In this issue of The Practice, we explore the subject of lawyers on corporate boards—how lawyers come to sit on boards and the roles they serve as board directors. We also delve into some of the work that boards do and what they are—and are not—looking for in prospective board directors. In this iteration of “From the Classrooms,” we examine more closely the general counsel’s relationship with the board, as well as other dynamics and relationships in the boardroom. In Karina Shaw, Nathan Cisneros, and John Coates’s Harvard Law School case study, “A Difficult Decision with the Board,” we follow Manny Vargas, general counsel for the publicly traded Fortune 1,000 aerospace firm Calero Corporation, as he tries to carry out a challenging assignment from the company’s new CEO, Lars Neilson.
What is a case study?
A case study is an educational tool that allows students to analyze a factual situation confronting an individual or organization. Case studies, which are historically accurate, address topics such as the evolution of an organization’s business model, cooperation within teams, a corporate lawyer navigating his turbulent career, or a difficult merger between two law firms. Cases are not meant to provide definitive answers but instead to show multiple points of view and highlight the complexities and ambiguities of particular situations.

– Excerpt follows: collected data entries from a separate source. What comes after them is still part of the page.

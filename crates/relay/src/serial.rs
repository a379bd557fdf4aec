//! Serial Bridge: one request, one line of response.
//!
//! Every transaction opens the device, writes the payload followed by a
//! newline, reads a single line and closes the device again. The device is
//! never held between transactions and at most one transaction runs at a
//! time.

use std::io::{self, Read, Write};
use std::sync::Arc;
use std::time::Duration;

use thiserror::Error;
use tokio::sync::Mutex;
use tracing::{debug, warn};

/// Returned in place of an empty device reply.
pub const NULL_SENTINEL: &[u8] = b"null";

/// Upper bound on a reply line.
const MAX_LINE: usize = 64 * 1024;

/// Serial device errors.
#[derive(Debug, Error, Clone, PartialEq, Eq)]
pub enum BridgeError {
    /// The device could not be opened.
    #[error("could not open port {device}: {message}")]
    Open { device: String, message: String },

    /// Writing to or reading from the device failed.
    #[error("I/O error on {device}: {message}")]
    Io { device: String, message: String },
}

impl BridgeError {
    /// The device the error refers to.
    pub fn device(&self) -> &str {
        match self {
            BridgeError::Open { device, .. } | BridgeError::Io { device, .. } => device,
        }
    }
}

/// Line settings for opening a device.
#[derive(Debug, Clone, PartialEq, Eq)]
pub struct BridgeOptions {
    /// Line speed.
    pub baud_rate: u32,
    /// How long to wait for the reply line.
    pub read_timeout: Duration,
}

impl Default for BridgeOptions {
    fn default() -> Self {
        Self {
            baud_rate: 9600,
            read_timeout: Duration::from_secs(10),
        }
    }
}

/// An open device.
pub trait SerialIo: Read + Write + Send {}

impl<T: Read + Write + Send> SerialIo for T {}

/// Opens devices by identifier.
pub trait PortOpener: Send + Sync {
    /// Open `device`. Reads on the returned handle must time out after
    /// `options.read_timeout`.
    fn open(&self, device: &str, options: &BridgeOptions) -> Result<Box<dyn SerialIo>, BridgeError>;
}

/// Opens real serial ports.
#[derive(Debug, Default, Clone, Copy)]
pub struct SystemPorts;

impl PortOpener for SystemPorts {
    fn open(&self, device: &str, options: &BridgeOptions) -> Result<Box<dyn SerialIo>, BridgeError> {
        let port = serialport::new(device, options.baud_rate)
            .timeout(options.read_timeout)
            .open()
            .map_err(|e| BridgeError::Open {
                device: device.to_string(),
                message: e.to_string(),
            })?;
        Ok(Box::new(port))
    }
}

/// Exclusive access to serial devices.
pub struct SerialBridge {
    opener: Arc<dyn PortOpener>,
    options: BridgeOptions,
    lock: Arc<Mutex<()>>,
}

impl SerialBridge {
    /// Create a bridge over real serial ports.
    pub fn new(options: BridgeOptions) -> Self {
        Self::with_opener(Arc::new(SystemPorts), options)
    }

    /// Create a bridge with a custom opener.
    pub fn with_opener(opener: Arc<dyn PortOpener>, options: BridgeOptions) -> Self {
        Self {
            opener,
            options,
            lock: Arc::new(Mutex::new(())),
        }
    }

    /// Write `payload` plus a newline to `device` and return one reply line.
    ///
    /// The line terminator is stripped. An empty reply becomes
    /// [`NULL_SENTINEL`].
    pub async fn transact(&self, device: &str, payload: &[u8]) -> Result<Vec<u8>, BridgeError> {
        let payload = payload.to_vec();
        self.run_exclusive(device, move |port, device| {
            exchange_line(port, device, &payload)
        })
        .await
    }

    /// Open and immediately close `device` to check that it is usable.
    pub async fn probe(&self, device: &str) -> Result<(), BridgeError> {
        self.run_exclusive(device, |_, _| Ok(())).await
    }

    async fn run_exclusive<T, F>(&self, device: &str, op: F) -> Result<T, BridgeError>
    where
        T: Send + 'static,
        F: FnOnce(&mut dyn SerialIo, &str) -> Result<T, BridgeError> + Send + 'static,
    {
        // The guard moves into the blocking task so the device stays
        // exclusive until the handle is dropped, even if the caller goes away.
        let guard = self.lock.clone().lock_owned().await;
        let opener = self.opener.clone();
        let options = self.options.clone();
        let device = device.to_string();
        let task_device = device.clone();

        let result = tokio::task::spawn_blocking(move || {
            let _guard = guard;
            let mut port = opener.open(&task_device, &options)?;
            debug!(device = %task_device, "Device opened");
            let result = op(port.as_mut(), &task_device);
            drop(port);
            debug!(device = %task_device, "Device closed");
            result
        })
        .await;

        match result {
            Ok(result) => result,
            Err(e) => Err(BridgeError::Io {
                device,
                message: format!("transaction aborted: {}", e),
            }),
        }
    }
}

fn exchange_line(port: &mut dyn SerialIo, device: &str, payload: &[u8]) -> Result<Vec<u8>, BridgeError> {
    let io_error = |e: io::Error| BridgeError::Io {
        device: device.to_string(),
        message: e.to_string(),
    };

    let mut request = Vec::with_capacity(payload.len() + 1);
    request.extend_from_slice(payload);
    request.push(b'\n');
    port.write_all(&request).map_err(io_error)?;
    port.flush().map_err(io_error)?;

    let mut line = read_line(port).map_err(io_error)?;
    while matches!(line.last(), Some(b'\n') | Some(b'\r')) {
        line.pop();
    }

    if line.is_empty() {
        debug!(device = %device, "Device returned nothing");
        return Ok(NULL_SENTINEL.to_vec());
    }
    Ok(line)
}

/// Read until a newline, a read timeout or end of stream.
fn read_line(port: &mut dyn SerialIo) -> io::Result<Vec<u8>> {
    let mut line = Vec::new();
    let mut chunk = [0u8; 256];
    loop {
        match port.read(&mut chunk) {
            Ok(0) => break,
            Ok(n) => {
                let data = &chunk[..n];
                if let Some(pos) = data.iter().position(|b| *b == b'\n') {
                    line.extend_from_slice(&data[..=pos]);
                    break;
                }
                line.extend_from_slice(data);
                if line.len() >= MAX_LINE {
                    warn!(len = line.len(), "Reply line truncated");
                    break;
                }
            }
            Err(e) if e.kind() == io::ErrorKind::TimedOut => break,
            Err(e) if e.kind() == io::ErrorKind::Interrupted => continue,
            Err(e) => return Err(e),
        }
    }
    Ok(line)
}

Following a decade of tremendous growth, Calero had recently been rocked by the global financial crisis and its aftermath, the emergence of new competitors, and a reduction in once-reliable revenue streams. The company’s woes were compounded when the previous CEO—believing government spending on the types of contracts that once quadrupled Calero’s revenue would rebound—rejected a generous buyout offer from a larger electronics company interested in Calero’s patents for consumer use. As the next few years proceeded to disprove the strategy’s core assumptions, shareholders began to demand a leadership change and, as they grew impatient, turned their attention to Calero’s board. Soon after, the CEO stepped down and the board went on to appoint Neilson, an outsider with a reputation for vision and a knack for keeping sinking ships afloat.
One of Neilson’s first priorities as CEO: shake his board out of complacency and push them to “demonstrate a renewed commitment to increasing shareholder value.” As part of that overarching goal, Neilson saw a refresh on the board’s self-evaluation process as a critical component to regaining the trust of shareholders and other potential investors. Neilson delegated the job of implementing this new approach to assessing board performance and work to his general counsel, Manny Vargas.
The general counsel and the board
By the time Neilson was hired as CEO, Vargas had been with Calero for two decades. He worked his way up the chain in the company’s legal department under the wing of the company’s previous general counsel—who then became an early casualty of Neilson’s efforts to clean house of old managers and other top people. After entertaining the possibility of an outside hire for the new general counsel, Neilson chose to promote Vargas to the top job instead.
Imagine you are Manny Vargas and your CEO has turned to you to create this new board-assessment framework and implement it with the board. What do you do?
Vargas was relatively new to the regular board interaction required of the general counsel, but he took to it well and made a few allies among the newer directors. One thing that jumped out at him early on, however, was a tension between the new CEO and some of the more tenured board members—including the board chair and lead director. The former was an outsider, a reformer, who did not shy away from his “mandate to turn the company around.” The latter were more conservative in their approaches and might chafe at suggestions for rapid change.
The challenge
Vargas knew that he had to find a way to reconcile board tensions if he was going to be successful in implementing the new self-evaluation process. The goal was to increase accountability and transparency, but Vargas had his doubts that the board would eagerly accept any major departure from the established system, “which was essentially an annual questionnaire.” After some thought, he reached out to a consultant familiar with the board for options. The consultant provided the following possibilities, noting they are neither exhaustive nor mutually exclusive:
- Assess the board as a whole (as most public companies traditionally do) through a questionnaire-based board assessment, similar to the current model but with a more robust system put in place for analyzing and distributing results.
- Assess the board as a whole through a questionnaire/interview hybrid assessment, which would combine a questionnaire with individual interviews with board members to help inform the results.
- Assess the board as a whole through in-depth interviews relying on one or a combination of possible interviewers, such as the lead director, corporate governance committee, a rotating director, an outside professional, or a rotation between inside and outside people.
- An annual review of each director by each director
- Open-ended review of each director by the whole board
- Open-ended review by a limited group, such as the chairman and lead director
- Open-ended review by the whole board with the addition of scheduled “deep dives” on a small portion of directors
- Or, somewhat outside the box, introduce limitations to board service that might accompany and help frame assessments.Annually assess individuals, rather than the board as a whole:
Imagine you are Manny Vargas and your CEO has turned to you to create this new board-assessment framework and implement it with the board. What do you do?